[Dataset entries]
____

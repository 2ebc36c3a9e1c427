pub mod config;
mod filters;
mod formatter;

pub use self::config::{LogFormat, LoggingConfig};
use tracing_subscriber::{layer::SubscriberExt, util::SubscriberInitExt};

use crate::error::{HarnessError, HarnessResult};

/// Устанавливает глобальный subscriber по конфигурации.
///
/// Повторная инициализация возвращает [`HarnessError::Logging`].
pub fn init_logging(config: &LoggingConfig) -> HarnessResult<()> {
    config.validate()?;

    let env_filter = filters::build_filter_from_config(config);
    let layer = formatter::build_layer(config);

    tracing_subscriber::registry()
        .with(env_filter)
        .with(layer)
        .try_init()
        .map_err(|e| HarnessError::Logging(e.to_string()))?;

    tracing::debug!(
        version = env!("CARGO_PKG_VERSION"),
        log_level = %config.level,
        format = ?config.format,
        "Logging initialized"
    );

    Ok(())
}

____

▸ **EXERCISE**: Could you type out every entry again exactly as it stands?

▸ **WORKED SOLUTION**:
repository 2ebc36c3a9e1c427
pub mod config;
mod filters;
mod formatter;

pub use self::config::{LogFormat, LoggingConfig};
use tracing_subscriber::{layer::SubscriberExt, util::SubscriberInitExt};

use crate::error::{HarnessError, HarnessResult};

/// Устанавливает глобальный subscriber по конфигурации.
///
/// Повторная инициализация возвращает [`HarnessError::Logging`].
pub fn init_logging(config: &LoggingConfig) -> HarnessResult<()> {
    config.validate()?;

    let env_filter = filters::build_filter_from_config(config);
    let layer = formatter::build_layer(config);

    tracing_subscriber::registry()
        .with(env_filter)
        .with(layer)
        .try_init()
        .map_err(|e| HarnessError::Logging(e.to_string()))?;

    tracing::debug!(
        version = env!("CARGO_PKG_VERSION"),
        log_level = %config.level,
        format = ?config.format,
        "Logging initialized"
    );

    Ok(())
}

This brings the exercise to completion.